As Turkle points out, "market incentives are, after all, at work; each story competes with others. Exaggeration might increase readership. And since all confessions are anonymous, who will ever know?" (230). I had always just accepted these stories at face value as truths because logically, they seem like they could have happened. However, many people take a similar stance to the forty-year-old college professor that Turkle interviewed: "he takes on the persona of 'everyman.' For him, anonymity means universality. What he says on the Web does not necessarily follow from his actual experience" (240). So, just because it's not true for him doesn't mean it's not true at all. After all, the people who visit Clients From Hell are mostly designers like myself who can relate to the statements, and they ring true whether or not they are 100% truthful. Like the quote from Alan Moore states, "Artists use lies to tell the truth. Yes, I created a lie. But because you believed it, you found something true about yourself."

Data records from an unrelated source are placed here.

//! Runtime values shared by storage, message context and programs
//!
//! Every value a DApp can see or produce is a [`Value`]. Objects are
//! `BTreeMap`s so that iteration order, serialization and hashing are
//! identical on every machine replaying the same feed.

use std::collections::BTreeMap;

/// A JSON-shaped runtime value
#[derive(Debug, Clone, PartialEq, serde::Serialize, serde::Deserialize)]
#[serde(untagged)]
pub enum Value {
    /// Null / absent
    Null,
    /// Boolean value
    Boolean(bool),
    /// Integer value (i64, checked arithmetic)
    Integer(i64),
    /// Float value (f64)
    Float(f64),
    /// String value
    String(String),
    /// Array of values
    Array(Vec<Value>),
    /// Ordered map (BTreeMap for deterministic iteration)
    Object(BTreeMap<String, Value>),
}

impl Default for Value {
    fn default() -> Self {
        Value::Null
    }
}

impl std::fmt::Display for Value {
    fn fmt(&self, f: &mut std::fmt::Formatter<'_>) -> std::fmt::Result {
        match self {
            Value::Null => write!(f, "null"),
            Value::Boolean(b) => write!(f, "{}", b),
            Value::Integer(i) => write!(f, "{}", i),
            Value::Float(v) => write!(f, "{}", v),
            Value::String(s) => write!(f, "\"{}\"", s),
            Value::Array(arr) => {
                write!(f, "[")?;
                for (i, v) in arr.iter().enumerate() {
                    if i > 0 {
                        write!(f, ", ")?;
                    }
                    write!(f, "{}", v)?;
                }
                write!(f, "]")
            }
            Value::Object(map) => {
                write!(f, "{{")?;
                for (i, (k, v)) in map.iter().enumerate() {
                    if i > 0 {
                        write!(f, ", ")?;
                    }
                    write!(f, "\"{}\": {}", k, v)?;
                }
                write!(f, "}}")
            }
        }
    }
}

impl From<&str> for Value {
    fn from(s: &str) -> Self {
        Value::String(s.to_string())
    }
}

impl From<String> for Value {
    fn from(s: String) -> Self {
        Value::String(s)
    }
}

impl From<i64> for Value {
    fn from(i: i64) -> Self {
        Value::Integer(i)
    }
}

impl From<bool> for Value {
    fn from(b: bool) -> Self {
        Value::Boolean(b)
    }
}

impl From<serde_json::Value> for Value {
    fn from(json: serde_json::Value) -> Self {
        Value::from_json(&json)
    }
}

impl Value {
    /// An empty object, the storage every DApp starts from
    pub fn empty_object() -> Self {
        Value::Object(BTreeMap::new())
    }

    /// Check if value is "truthy" for conditions
    pub fn is_truthy(&self) -> bool {
        match self {
            Value::Null => false,
            Value::Boolean(b) => *b,
            Value::Integer(i) => *i != 0,
            Value::Float(f) => *f != 0.0,
            Value::String(s) => !s.is_empty(),
            Value::Array(a) => !a.is_empty(),
            Value::Object(o) => !o.is_empty(),
        }
    }

    /// Get the type name for error messages and `typeOf`
    pub fn type_name(&self) -> &'static str {
        match self {
            Value::Null => "null",
            Value::Boolean(_) => "boolean",
            Value::Integer(_) => "integer",
            Value::Float(_) => "float",
            Value::String(_) => "string",
            Value::Array(_) => "array",
            Value::Object(_) => "object",
        }
    }

    /// Numeric view of the value, if it is a number
    pub fn as_f64(&self) -> Option<f64> {
        match self {
            Value::Integer(i) => Some(*i as f64),
            Value::Float(f) => Some(*f),
            _ => None,
        }
    }

    pub fn as_str(&self) -> Option<&str> {
        match self {
            Value::String(s) => Some(s),
            _ => None,
        }
    }

    /// Member lookup; missing keys and non-objects read as `None`
    pub fn get(&self, key: &str) -> Option<&Value> {
        match self {
            Value::Object(map) => map.get(key),
            _ => None,
        }
    }

    /// Structural equality where integers and floats compare numerically
    pub fn loose_eq(&self, other: &Value) -> bool {
        match (self, other) {
            (Value::Integer(a), Value::Float(b)) | (Value::Float(b), Value::Integer(a)) => {
                (*a as f64) == *b
            }
            (Value::Array(a), Value::Array(b)) => {
                a.len() == b.len() && a.iter().zip(b).all(|(x, y)| x.loose_eq(y))
            }
            (Value::Object(a), Value::Object(b)) => {
                a.len() == b.len()
                    && a.iter()
                        .zip(b)
                        .all(|((ka, va), (kb, vb))| ka == kb && va.loose_eq(vb))
            }
            _ => self == other,
        }
    }

    /// Text used when a value is concatenated into a string
    pub fn to_text(&self) -> String {
        match self {
            Value::String(s) => s.clone(),
            other => other.to_string(),
        }
    }

    /// Approximate memory footprint in bytes
    pub fn estimated_size(&self) -> usize {
        match self {
            Value::Null => 1,
            Value::Boolean(_) => 1,
            Value::Integer(_) => 8,
            Value::Float(_) => 8,
            Value::String(s) => s.len() + 24, // heap overhead
            Value::Array(arr) => 24 + arr.iter().map(Value::estimated_size).sum::<usize>(),
            Value::Object(map) => {
                24 + map
                    .iter()
                    .map(|(k, v)| k.len() + v.estimated_size())
                    .sum::<usize>()
            }
        }
    }

    /// Convert from serde_json::Value (deterministic, uses BTreeMap)
    pub fn from_json(json: &serde_json::Value) -> Self {
        match json {
            serde_json::Value::Null => Value::Null,
            serde_json::Value::Bool(b) => Value::Boolean(*b),
            serde_json::Value::Number(n) => {
                if let Some(i) = n.as_i64() {
                    Value::Integer(i)
                } else if let Some(f) = n.as_f64() {
                    Value::Float(f)
                } else {
                    Value::Null
                }
            }
            serde_json::Value::String(s) => Value::String(s.clone()),
            serde_json::Value::Array(arr) => {
                Value::Array(arr.iter().map(Value::from_json).collect())
            }
            serde_json::Value::Object(map) => {
                let btree: BTreeMap<String, Value> = map
                    .iter()
                    .map(|(k, v)| (k.clone(), Value::from_json(v)))
                    .collect();
                Value::Object(btree)
            }
        }
    }
}
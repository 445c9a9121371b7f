//! Provisioning state machine
//!
//! ```text
//! Absent ──create──▶ Provisioned ──transact ok──▶ Provisioned
//!    │                    │
//!    │ init faults        │ transact faults
//!    ▼                    ▼
//! Deprovisioned ◀─────────┘   (terminal)
//! ```
//!
//! This is the only code that writes an entry's `provisioned` flag or
//! commits execution results into the registry.

use crate::config::EngineConfig;
use crate::context::MessageContext;
use crate::executor::{Engine, Fault, Outcome};
use crate::registry::Registry;
use crate::value::Value;

/// What a create or transact did to the registry
#[derive(Debug, Clone, PartialEq)]
pub enum Receipt {
    /// Entry created and init result committed
    Created,
    /// Entry created, init faulted, entry deprovisioned
    CreateFaulted(Fault),
    /// Id already registered; nothing changed
    Duplicate,
    /// Id not on the allow-list; nothing changed
    NotAllowed,
    /// Transaction result committed
    Committed,
    /// Transaction faulted; entry deprovisioned with storage untouched
    Deprovisioned(Fault),
    /// Target absent or deprovisioned; nothing changed
    Ignored,
}

impl Receipt {
    pub fn kind(&self) -> &'static str {
        match self {
            Receipt::Created => "created",
            Receipt::CreateFaulted(_) => "create_faulted",
            Receipt::Duplicate => "duplicate",
            Receipt::NotAllowed => "not_allowed",
            Receipt::Committed => "committed",
            Receipt::Deprovisioned(_) => "deprovisioned",
            Receipt::Ignored => "ignored",
        }
    }
}

/// Drives entries through the provisioning states
#[derive(Debug, Clone)]
pub struct ProvisioningController {
    engine: Engine,
    config: EngineConfig,
}

impl ProvisioningController {
    pub fn new(config: EngineConfig) -> Self {
        ProvisioningController {
            engine: Engine::new(&config),
            config,
        }
    }

    pub fn engine(&self) -> &Engine {
        &self.engine
    }

    pub fn config(&self) -> &EngineConfig {
        &self.config
    }

    /// Register `id` and run its init message
    pub fn create(
        &self,
        registry: &mut Registry,
        id: &str,
        program: &str,
        ctx: &MessageContext,
    ) -> Receipt {
        let sender = ctx.sender.as_deref().unwrap_or_default();
        if registry.contains(id) {
            tracing::info!(dapp = %id, sender, "create ignored: DApp with same id already exists");
            return Receipt::Duplicate;
        }
        if !self.config.allows(id) {
            tracing::info!(dapp = %id, sender, "create ignored: id not on allow-list");
            return Receipt::NotAllowed;
        }
        if let Err(e) = registry.insert(id, program, Value::empty_object()) {
            tracing::error!(dapp = %id, error = %e, "create failed");
            return Receipt::Duplicate;
        }
        tracing::info!(dapp = %id, sender, "DApp created");

        match self.engine.execute(&Value::empty_object(), program, ctx) {
            Outcome::Committed(storage) => {
                self.commit(registry, id, storage);
                Receipt::Created
            }
            Outcome::Faulted(fault) => {
                self.deprovision(registry, id, &fault);
                Receipt::CreateFaulted(fault)
            }
        }
    }

    /// Run a transaction message against a provisioned entry
    pub fn transact(&self, registry: &mut Registry, id: &str, ctx: &MessageContext) -> Receipt {
        let outcome = match registry.lookup(id) {
            Some(entry) if entry.provisioned => {
                self.engine.execute(&entry.storage, &entry.program, ctx)
            }
            Some(_) => {
                tracing::debug!(dapp = %id, "transact ignored: DApp is deprovisioned");
                return Receipt::Ignored;
            }
            None => {
                tracing::debug!(dapp = %id, "transact ignored: no such DApp");
                return Receipt::Ignored;
            }
        };

        match outcome {
            Outcome::Committed(storage) => {
                self.commit(registry, id, storage);
                Receipt::Committed
            }
            Outcome::Faulted(fault) => {
                self.deprovision(registry, id, &fault);
                Receipt::Deprovisioned(fault)
            }
        }
    }

    fn commit(&self, registry: &mut Registry, id: &str, storage: Value) {
        if let Err(e) = registry.replace_storage(id, storage) {
            tracing::error!(dapp = %id, error = %e, "commit failed");
        }
    }

    fn deprovision(&self, registry: &mut Registry, id: &str, fault: &Fault) {
        tracing::warn!(dapp = %id, fault = %fault, "execution faulted, DApp deprovisioned");
        if let Err(e) = registry.set_provisioned(id, false) {
            tracing::error!(dapp = %id, error = %e, "deprovision failed");
        }
    }
}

Anonymous confession groups like this became a way to deal with the emotional friction that pops up in our lives. No matter how great your boss, eventually you will disagree with her/him about something. So, instead of registering that complaint where it will only do harm, you can go online and move on by sharing your experience. It seems much different than the scenario in the chapter where a woman confessed to using her parents' retirement fund to go on vacation--twice. That is a workaround to get all of the feel-good of confessing without having to own up to your actions. Clients From Hell is a way to get rid of emotional grist that would only harm a working relationship or remain bottled up until all of the little things finally made you explode. Even that use could sour if you used it as an excuse not to confront your boss or client about reoccurring problems, though.
So, like in all things, prudent use is the key...and often the very thing we're missing in the technological onslaught of our new age.
However, many more people resemble the story of Adam who "disappears [into his game worlds] for up to fifteen-hour stretches. Adam gets little sleep, but he does not consider cutting back on his games. They are essential to his self-esteem, for it is inside these worlds that he feels most relaxed and happy" (219). In fact, "to make ends meet, he provides technical support for an insurance company and takes care of an elderly man on the weekends. Neither of these “real jobs” engages him. He is barely holding on to them" (219). Adam moved away from other people by degrees. Having first started gaming as a social event in his work place, he now prefers to play with the in-game intelligences of Civilization. So, instead of gaming being a tool to help him socialize, he's now acting out his problems every day by reinforcing his antisocial tendencies. In other words, he's stuck in a developmental moratorium and is making no progress.A young woman who had lost a leg in a car crash and now wore a prosthetic limb felt ready to resume a sexual life after the accident but was still awkward and anxious. She created an online avatar with a prosthetic leg and had virtual relationships. Online, she practiced talking about her prosthetic limb and taking it off before being intimate with her virtual lovers. She grew more comfortable with her physical body through the experience of her virtual body. (214)
Stories such as this seem to affirm Turkle's fearful question "does loving your Second Life resign you to your disappointments in the real?" (219). Adam is getting just enough reliable and predictable gratification from his game life that he doesn't put the monumental effort in that is needed for more substantial rewards in his real life, such as pursuing the singer/songwriter and screenwriter careers in which he expressed interest. Instead, he's holding down unfulfilling jobs just to keep the electricity on for his games:
Success in simulation tempers Adam’s sense of disappointment with himself . . . it is not creation but the feeling of creation. This is the sweet spot of simulation: the exhilaration of creativity without its pressures, the excitement of exploration without its risks. And so Adam plays on, escaping to a place where he does not have to think beyond the game. (223-4)So, truth online seems to inhabit its own sphere of meaning separate from what we think of as truth in the corporeal world. Confession site entries don't necessarily have to reflect the subjective truth of one's corporeal life so long as it hits upon an objective truth. In fact, this is a healthy way to work through slight problems at work where confrontation is not useful. The trouble online comes from acting out our problems, fooling ourselves into believing we have accomplished something when what we've really done is replace human interactions with computer ones. Instead of the woman confessing to her parents that she had used their retirement money, she anonymously told the internet so that she could continue living her lie with her parents. Adam also used online games to lie to himself. He started gaming as a way to socialize and then abandoned real people for the illusion of friends the game provided. Thus, the most pervasive and harmful form of lying on the internet is our own self-deception.